In the first example, we compute a classic dot product between two vectors of the same length. Let’s take \(\mathbf{a} \in \mathbb{R}^{p}\) and \(\mathbf{b} \in \mathbb{R}^{p}\) and create a vector (dot) product:
\(u = \mathbf{a} \cdot \mathbf{b}^{\top}\)
This multiplication of vectors results in a single value (a scalar), \(u\):
Note that from the picture above it becomes clear that we couldn’t multiply \(\mathbf{a} \cdot \mathbf{b}^{\top}\) if \(\mathbf{a}\) and \(\mathbf{b}\) had different lengths. There simply wouldn’t be enough elements in the shorter vector to complete the dot product.
On the other hand, we can multiply two vectors of different length, say \(\mathbf{a} \in \mathbb{R}^{p}\) and \(\mathbf{b} \in \mathbb{R}^{q}\), in the following way:
\(\mathbf{U} = \mathbf{a}^{\top} \cdot \mathbf{b}\)

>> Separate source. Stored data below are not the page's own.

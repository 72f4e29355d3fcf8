//! Operation tasks: estimate, admit, bind, execute, then finish or retry
//!
//! An [`OperationTask`] wraps one [`Operation`] for its whole life. Each call
//! to [`prepare`](OperationTask::prepare) starts a new attempt on a concrete
//! device; [`run`](OperationTask::run) hands the bound device to the kernel
//! and returns an [`AttemptHandle`] that yields the attempt's outcome once
//! every resource it held has been returned.

pub mod completion;
pub mod operation;
pub mod types;

pub use completion::{AttemptHandle, Completion, ExecutionContext, TaskCallbacks};
pub use operation::{Operation, OutputSpec};
pub use types::{ExecStatus, GraphId, NodeId, NodeKey, TaskOutcome, TaskState};

use crate::device::{DeviceItem, DeviceSpec, DeviceType};
use crate::error::{DevmuxError, DevmuxResult};
use crate::estimator::UsageEstimator;
use crate::metrics::Metrics;
use crate::resources::{ResourceContext, ResourceMap, ResourceMonitor};
use crate::sync::Semaphore;
use crate::vdevice::{PerTaskDevice, VirtualDeviceManager};
use completion::{AttemptParts, TaskShared};
use std::collections::HashMap;
use std::fmt;
use std::sync::Arc;
use tokio::sync::oneshot;

/// Collaborators shared by every task of one executor
#[derive(Debug, Clone)]
pub struct ExecutionEnv {
    pub monitor: Arc<ResourceMonitor>,
    pub estimator: Arc<UsageEstimator>,
    pub devices: Arc<VirtualDeviceManager>,
    /// Bumped once per finished (completed or failed) task
    pub finished_ops: Arc<Semaphore>,
    pub metrics: Option<Arc<Metrics>>,
    pub max_failures: u32,
}

/// One operation moving through admission and execution
pub struct OperationTask {
    op: Arc<dyn Operation>,
    env: ExecutionEnv,
    supported: Vec<DeviceType>,
    shared: Arc<TaskShared>,
    items: HashMap<DeviceSpec, DeviceItem>,
    prepared: Option<PerTaskDevice>,
    attempts: u32,
}

impl OperationTask {
    /// Wrap `op` and pre-compute its estimate on each supported device
    /// type's first device
    pub fn new(op: Arc<dyn Operation>, env: ExecutionEnv) -> Self {
        let mut supported = op.supported_device_types();
        supported.sort();
        supported.dedup();

        for device_type in &supported {
            let spec = DeviceSpec::new(*device_type, 0);
            if let Err(e) = env.estimator.estimate(op.as_ref(), &spec, 0) {
                tracing::warn!(op = %op.key(), device = %spec, error = %e, "Initial estimate failed");
            }
        }

        OperationTask {
            op,
            env,
            supported,
            shared: Arc::new(TaskShared::new()),
            items: HashMap::new(),
            prepared: None,
            attempts: 0,
        }
    }

    pub fn operation(&self) -> &Arc<dyn Operation> {
        &self.op
    }

    pub fn key(&self) -> NodeKey {
        self.op.key()
    }

    pub fn state(&self) -> TaskState {
        self.shared.state()
    }

    pub fn supported_device_types(&self) -> &[DeviceType] {
        &self.supported
    }

    pub fn failed_times(&self) -> u32 {
        self.shared.failures()
    }

    pub fn attempts(&self) -> u32 {
        self.attempts
    }

    /// Device the current attempt is bound to, if prepared
    pub fn prepared_device(&self) -> Option<DeviceSpec> {
        self.prepared.as_ref().map(PerTaskDevice::spec)
    }

    /// Current estimate on `device`, decayed by the failure count
    pub fn estimated_usage(&self, device: &DeviceSpec) -> DevmuxResult<ResourceMap> {
        self.env
            .estimator
            .estimate(self.op.as_ref(), device, self.failed_times())
    }

    /// Last cached estimate on `device`
    pub fn last_usage(&self, device: &DeviceSpec) -> DevmuxResult<Option<ResourceMap>> {
        self.env.estimator.last_usage(self.op.key(), device)
    }

    /// Admit and bind the next attempt on `device`.
    ///
    /// `ResourceExhausted`, `UnsupportedDevice` and `DeviceUnavailable` leave
    /// the task preparable so the caller can try elsewhere. Placement
    /// conflicts and an exhausted failure budget fail the task.
    pub fn prepare(&mut self, device: &DeviceSpec) -> DevmuxResult<()> {
        let idle = self.state();
        if !idle.can_prepare() || self.prepared.is_some() {
            return Err(DevmuxError::InvalidState {
                expected: "Created or Retrying".to_string(),
                actual: idle.to_string(),
            });
        }

        let failures = self.failed_times();
        if failures > self.env.max_failures {
            tracing::error!(op = %self.key(), failures, max = self.env.max_failures, "Giving up after repeated memory failures");
            self.fail();
            return Err(DevmuxError::MaxFailuresExceeded {
                node: self.key().to_string(),
                failures,
                max: self.env.max_failures,
            });
        }

        if !self.supported.contains(&device.device_type) {
            return Err(DevmuxError::UnsupportedDevice {
                node: self.key().to_string(),
                device_type: device.device_type.to_string(),
            });
        }

        // Nothing is reserved for a device the registry does not know
        let item = match self.device_item(device) {
            Ok(item) => item,
            Err(e) => {
                tracing::warn!(op = %self.key(), %device, error = %e, "Device lookup failed");
                return Err(self.abort(idle, e));
            }
        };

        self.shared.set_state(TaskState::Estimating);
        let usage = match self.estimated_usage(device) {
            Ok(usage) => usage,
            Err(e) => return Err(self.abort(idle, e)),
        };

        self.shared.set_state(TaskState::Admitting);
        let ticket = match self.env.monitor.reserve(&usage) {
            Ok(Some(ticket)) => ticket,
            Ok(None) => {
                if let Some(m) = &self.env.metrics {
                    m.admission_rejections.inc();
                }
                self.shared.set_state(idle);
                return Err(DevmuxError::exhausted(
                    device,
                    format!("can not reserve {}", usage),
                ));
            }
            Err(e) => return Err(self.abort(idle, e)),
        };
        let resources = ResourceContext::new(*device, ticket, Arc::clone(&self.env.monitor));

        self.shared.set_state(TaskState::Binding);
        match self.env.devices.bind(self.op.as_ref(), &item, resources) {
            Ok(bound) => {
                self.prepared = Some(bound);
                self.shared.set_state(TaskState::Prepared);
                tracing::debug!(op = %self.key(), %device, %usage, failures, "Prepared");
                Ok(())
            }
            Err(e) => {
                tracing::error!(op = %self.key(), %device, error = %e, "Binding failed");
                self.fail();
                Err(e)
            }
        }
    }

    /// Hand the prepared device to the kernel
    pub fn run(&mut self, callbacks: TaskCallbacks) -> DevmuxResult<AttemptHandle> {
        let Some(device) = self.prepared.take() else {
            return Err(DevmuxError::InvalidState {
                expected: TaskState::Prepared.to_string(),
                actual: self.state().to_string(),
            });
        };

        self.attempts += 1;
        self.shared.set_state(TaskState::Executing);
        self.env.devices.record_kernel(self.key(), &device.name())?;

        let ctx = ExecutionContext::new(device.handle(), self.attempts);
        let (sender, receiver) = oneshot::channel();
        let completion = Completion::new(AttemptParts {
            key: self.key(),
            has_ref_input: self.op.has_ref_input(),
            device,
            shared: Arc::clone(&self.shared),
            finished_ops: Arc::clone(&self.env.finished_ops),
            metrics: self.env.metrics.clone(),
            callbacks,
            sender,
        });

        if let Some(m) = &self.env.metrics {
            m.ops_started.inc();
            m.running_ops.inc();
        }
        tracing::trace!(op = %self.key(), op_type = self.op.op_type(), attempt = self.attempts, "Executing");
        self.op.execute(ctx, completion);
        Ok(AttemptHandle::new(receiver))
    }

    /// Give back a prepared attempt that will not run
    pub fn unprepare(&mut self) -> DevmuxResult<()> {
        if let Some(device) = self.prepared.take() {
            device.release()?;
            let idle = if self.failed_times() > 0 {
                TaskState::Retrying
            } else {
                TaskState::Created
            };
            self.shared.set_state(idle);
        }
        Ok(())
    }

    fn device_item(&mut self, device: &DeviceSpec) -> DevmuxResult<DeviceItem> {
        if let Some(item) = self.items.get(device) {
            return Ok(item.clone());
        }
        let item = self.env.devices.lookup(device)?;
        self.items.insert(*device, item.clone());
        Ok(item)
    }

    /// Terminal failure outside an attempt
    fn fail(&self) {
        self.shared.set_state(TaskState::Failed);
        if let Some(m) = &self.env.metrics {
            m.ops_failed.inc();
        }
        self.env.finished_ops.notify(1);
    }

    fn abort(&self, idle: TaskState, err: DevmuxError) -> DevmuxError {
        self.shared.set_state(idle);
        err
    }
}

impl fmt::Display for OperationTask {
    fn fmt(&self, f: &mut fmt::Formatter<'_>) -> fmt::Result {
        write!(
            f,
            "OperationTask({} {}, state={}, failures={}",
            self.key(),
            self.op.op_type(),
            self.state(),
            self.failed_times()
        )?;
        if let Some(device) = self.prepared_device() {
            write!(f, ", device={}", device)?;
        }
        f.write_str(")")
    }
}

impl fmt::Debug for OperationTask {
    fn fmt(&self, f: &mut fmt::Formatter<'_>) -> fmt::Result {
        fmt::Display::fmt(self, f)
    }
}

simply because it’s still the interior dimension of two multiplied vectors that has to match, and in this case this dimension is equal to 1! The result of such multiplication of two vectors is an entire matrix of shape \(\mathbf{U} \in \mathbb{R}^{p \times q}\):
Similarly to the matrix-matrix multiplication examples, \(p\) and \(q\) are “free dimensions”. They can be anything and they dictate the dimensions of the resulting matrix.